[Collected data]
..........

//! Query builder for collection filters
//!
//! A list request carries query-string pairs. Only the kind's queryable
//! fields become conditions; two reserved keys change how they combine:
//!
//! - `any=<value>` matches `<value>` against every queryable field (OR)
//! - `fuzzy` switches to case-insensitive substring matching unless its value
//!   is the literal `false`
//!
//! Without `any`, each queryable field present in the query adds a condition
//! and all conditions must hold (AND). No condition matches everything.
//!
//! The resulting [`Predicate`] is evaluated in memory by the memory store and
//! can be rendered as a parameterized SQL `WHERE` fragment for SQL backends.

use tracker_model::Collaboratable;

/// Reserved key selecting substring matching.
pub const FUZZY_KEY: &str = "fuzzy";

/// Reserved key matching one value against every queryable field.
pub const ANY_KEY: &str = "any";

/// Raw query-string pairs of a list request.
#[derive(Debug, Clone, Default, PartialEq, Eq)]
pub struct QueryParams {
    pairs: Vec<(String, String)>,
}

impl QueryParams {
    /// Creates empty parameters.
    pub fn new() -> Self {
        Self::default()
    }

    /// Collect parameters from key/value pairs.
    pub fn from_pairs<I, K, V>(pairs: I) -> Self
    where
        I: IntoIterator<Item = (K, V)>,
        K: Into<String>,
        V: Into<String>,
    {
        Self {
            pairs: pairs
                .into_iter()
                .map(|(k, v)| (k.into(), v.into()))
                .collect(),
        }
    }

    /// Add a parameter.
    pub fn with(mut self, key: impl Into<String>, value: impl Into<String>) -> Self {
        self.pairs.push((key.into(), value.into()));
        self
    }

    /// Value of `key`. A repeated key yields its last value.
    pub fn get(&self, key: &str) -> Option<&str> {
        self.pairs
            .iter()
            .rev()
            .find(|(k, _)| k == key)
            .map(|(_, v)| v.as_str())
    }

    /// Fuzzy matching is on when `fuzzy` is present with any value but `false`.
    pub fn is_fuzzy(&self) -> bool {
        self.get(FUZZY_KEY).is_some_and(|v| v != "false")
    }

    /// Value of the `any` parameter.
    pub fn any(&self) -> Option<&str> {
        self.get(ANY_KEY)
    }
}

/// How a field value is compared.
#[derive(Debug, Clone, PartialEq, Eq)]
pub enum Matcher {
    /// Field equals the value.
    Exact(String),
    /// Field contains the value, ignoring case. Holds the lowercased needle.
    Contains(String),
}

impl Matcher {
    fn new(value: &str, fuzzy: bool) -> Self {
        if fuzzy {
            Matcher::Contains(value.to_lowercase())
        } else {
            Matcher::Exact(value.to_string())
        }
    }

    fn matches(&self, candidate: Option<&str>) -> bool {
        let Some(candidate) = candidate else {
            return false;
        };
        match self {
            Matcher::Exact(value) => candidate == value,
            Matcher::Contains(needle) => candidate.to_lowercase().contains(needle.as_str()),
        }
    }
}

/// One field comparison.
#[derive(Debug, Clone, PartialEq, Eq)]
pub struct Condition {
    /// Field compared
    pub field: String,
    /// Comparison applied
    pub matcher: Matcher,
}

/// Filter over one resource kind.
#[derive(Debug, Clone, PartialEq, Eq)]
pub enum Predicate {
    /// No condition; everything matches.
    All,
    /// Every condition must hold.
    And(Vec<Condition>),
    /// At least one condition must hold.
    Or(Vec<Condition>),
}

impl Predicate {
    /// Build the predicate for `params` over the `queryable` fields.
    ///
    /// # Examples
    ///
    /// ```
    /// use tracker_store::{Predicate, QueryParams};
    ///
    /// let params = QueryParams::new().with("title", "foo").with("fuzzy", "true");
    /// let predicate = Predicate::build(&params, &["title", "description"]);
    ///
    /// let (sql, binds) = predicate.to_sql();
    /// assert_eq!(sql, "title ILIKE $1");
    /// assert_eq!(binds, vec!["%foo%".to_string()]);
    /// ```
    pub fn build(params: &QueryParams, queryable: &[&str]) -> Self {
        let fuzzy = params.is_fuzzy();

        if let Some(any) = params.any() {
            let conditions: Vec<Condition> = queryable
                .iter()
                .map(|field| Condition {
                    field: field.to_string(),
                    matcher: Matcher::new(any, fuzzy),
                })
                .collect();
            return if conditions.is_empty() {
                Predicate::All
            } else {
                Predicate::Or(conditions)
            };
        }

        let conditions: Vec<Condition> = queryable
            .iter()
            .filter_map(|field| {
                params.get(field).map(|value| Condition {
                    field: field.to_string(),
                    matcher: Matcher::new(value, fuzzy),
                })
            })
            .collect();

        if conditions.is_empty() {
            Predicate::All
        } else {
            Predicate::And(conditions)
        }
    }

    /// Check if `resource` satisfies the predicate.
    pub fn matches<T: Collaboratable>(&self, resource: &T) -> bool {
        let check = |c: &Condition| c.matcher.matches(resource.attribute(&c.field));
        match self {
            Predicate::All => true,
            Predicate::And(conditions) => conditions.iter().all(check),
            Predicate::Or(conditions) => conditions.iter().any(check),
        }
    }

    /// Keep the resources satisfying the predicate, preserving order.
    pub fn filter<T: Collaboratable>(&self, resources: Vec<T>) -> Vec<T> {
        resources.into_iter().filter(|r| self.matches(r)).collect()
    }

    /// Render as a SQL `WHERE` fragment with `$n` placeholders.
    ///
    /// Substring binds escape `%`, `_` and `\` so the value matches literally.
    /// Field names come from the registration's queryable list, never from the
    /// request.
    pub fn to_sql(&self) -> (String, Vec<String>) {
        let (conditions, joiner) = match self {
            Predicate::All => return ("TRUE".to_string(), Vec::new()),
            Predicate::And(conditions) => (conditions, " AND "),
            Predicate::Or(conditions) => (conditions, " OR "),
        };

        let mut binds = Vec::with_capacity(conditions.len());
        let clauses: Vec<String> = conditions
            .iter()
            .map(|condition| {
                let (operator, bind) = match &condition.matcher {
                    Matcher::Exact(value) => ("=", value.clone()),
                    Matcher::Contains(needle) => ("ILIKE", format!("%{}%", escape_like(needle))),
                };
                binds.push(bind);
                format!("{} {} ${}", condition.field, operator, binds.len())
            })
            .collect();

        let sql = clauses.join(joiner);
        match self {
            Predicate::Or(_) if clauses.len() > 1 => (format!("({})", sql), binds),
            _ => (sql, binds),
        }
    }
}

fn escape_like(value: &str) -> String {
    let mut escaped = String::with_capacity(value.len());
    for c in value.chars() {
        if matches!(c, '%' | '_' | '\\') {
            escaped.push('\\');
        }
        escaped.push(c);
    }
    escaped
}

#[cfg(test)]
mod tests {
    use super::*;
    use tracker_model::Project;

    const QUERYABLE: &[&str] = &["title", "description"];

    fn projects() -> Vec<Project> {
        vec![
            Project::new("Foo").with_description("Bar"),
            Project::new("Bar").with_description("Something"),
            Project::new("Another foo"),
        ]
    }

    fn titles(projects: &[Project]) -> Vec<&str> {
        projects.iter().map(|p| p.title.as_str()).collect()
    }

    #[test]
    fn test_fuzzy_flag() {
        assert!(!QueryParams::new().is_fuzzy());
        assert!(QueryParams::new().with("fuzzy", "true").is_fuzzy());
        assert!(QueryParams::new().with("fuzzy", "").is_fuzzy());
        assert!(QueryParams::new().with("fuzzy", "1").is_fuzzy());
        assert!(!QueryParams::new().with("fuzzy", "false").is_fuzzy());
    }

    #[test]
    fn test_repeated_key_uses_last_value() {
        let params = QueryParams::from_pairs([("title", "a"), ("title", "b")]);
        assert_eq!(params.get("title"), Some("b"));
    }

    #[test]
    fn test_no_conditions_matches_all() {
        let params = QueryParams::new().with("fuzzy", "true").with("secret", "x");
        let predicate = Predicate::build(&params, QUERYABLE);

        assert_eq!(predicate, Predicate::All);
        assert_eq!(predicate.filter(projects()).len(), 3);
        assert_eq!(predicate.to_sql(), ("TRUE".to_string(), vec![]));
    }

    #[test]
    fn test_exact_match() {
        let predicate = Predicate::build(&QueryParams::new().with("title", "Foo"), QUERYABLE);
        assert_eq!(titles(&predicate.filter(projects())), vec!["Foo"]);

        let predicate = Predicate::build(&QueryParams::new().with("title", "foo"), QUERYABLE);
        assert!(predicate.filter(projects()).is_empty());
    }

    #[test]
    fn test_exact_match_combines_with_and() {
        let params = QueryParams::new().with("title", "Foo").with("description", "Bar");
        let predicate = Predicate::build(&params, QUERYABLE);
        assert_eq!(titles(&predicate.filter(projects())), vec!["Foo"]);

        let params = QueryParams::new().with("title", "Foo").with("description", "Something");
        let predicate = Predicate::build(&params, QUERYABLE);
        assert!(predicate.filter(projects()).is_empty());

        assert_eq!(
            predicate.to_sql(),
            (
                "title = $1 AND description = $2".to_string(),
                vec!["Foo".to_string(), "Something".to_string()]
            )
        );
    }

    #[test]
    fn test_fuzzy_match_is_case_insensitive_substring() {
        let params = QueryParams::new().with("title", "FOO").with("fuzzy", "true");
        let predicate = Predicate::build(&params, QUERYABLE);

        assert_eq!(titles(&predicate.filter(projects())), vec!["Foo", "Another foo"]);
    }

    #[test]
    fn test_fuzzy_false_is_exact() {
        let params = QueryParams::new().with("title", "fo").with("fuzzy", "false");
        let predicate = Predicate::build(&params, QUERYABLE);

        assert!(predicate.filter(projects()).is_empty());
    }

    #[test]
    fn test_any_exact_matches_any_field() {
        let predicate = Predicate::build(&QueryParams::new().with("any", "Bar"), QUERYABLE);

        assert_eq!(titles(&predicate.filter(projects())), vec!["Foo", "Bar"]);
        assert_eq!(
            predicate.to_sql(),
            (
                "(title = $1 OR description = $2)".to_string(),
                vec!["Bar".to_string(), "Bar".to_string()]
            )
        );
    }

    #[test]
    fn test_any_fuzzy() {
        let params = QueryParams::new().with("any", "thing").with("fuzzy", "yes");
        let predicate = Predicate::build(&params, QUERYABLE);

        assert_eq!(titles(&predicate.filter(projects())), vec!["Bar"]);
    }

    #[test]
    fn test_any_takes_precedence_over_fields() {
        let params = QueryParams::new().with("any", "Bar").with("title", "Another foo");
        let predicate = Predicate::build(&params, QUERYABLE);

        assert_eq!(titles(&predicate.filter(projects())), vec!["Foo", "Bar"]);
    }

    #[test]
    fn test_null_field_never_matches() {
        let params = QueryParams::new().with("description", "").with("fuzzy", "true");
        let predicate = Predicate::build(&params, QUERYABLE);

        // "Another foo" has no description
        assert_eq!(titles(&predicate.filter(projects())), vec!["Foo", "Bar"]);
    }

    #[test]
    fn test_fuzzy_wildcards_are_literal() {
        let items = vec![Project::new("100% done"), Project::new("100 done")];
        let params = QueryParams::new().with("title", "0%").with("fuzzy", "true");
        let predicate = Predicate::build(&params, QUERYABLE);

        assert_eq!(titles(&predicate.filter(items)), vec!["100% done"]);
        assert_eq!(
            predicate.to_sql(),
            ("title ILIKE $1".to_string(), vec!["%0\\%%".to_string()])
        );
    }
}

..........

→ **Task instructions**
Only the count should be given: the number of lines in the entries above containing the word "const".

→ **Output of the exercise**
3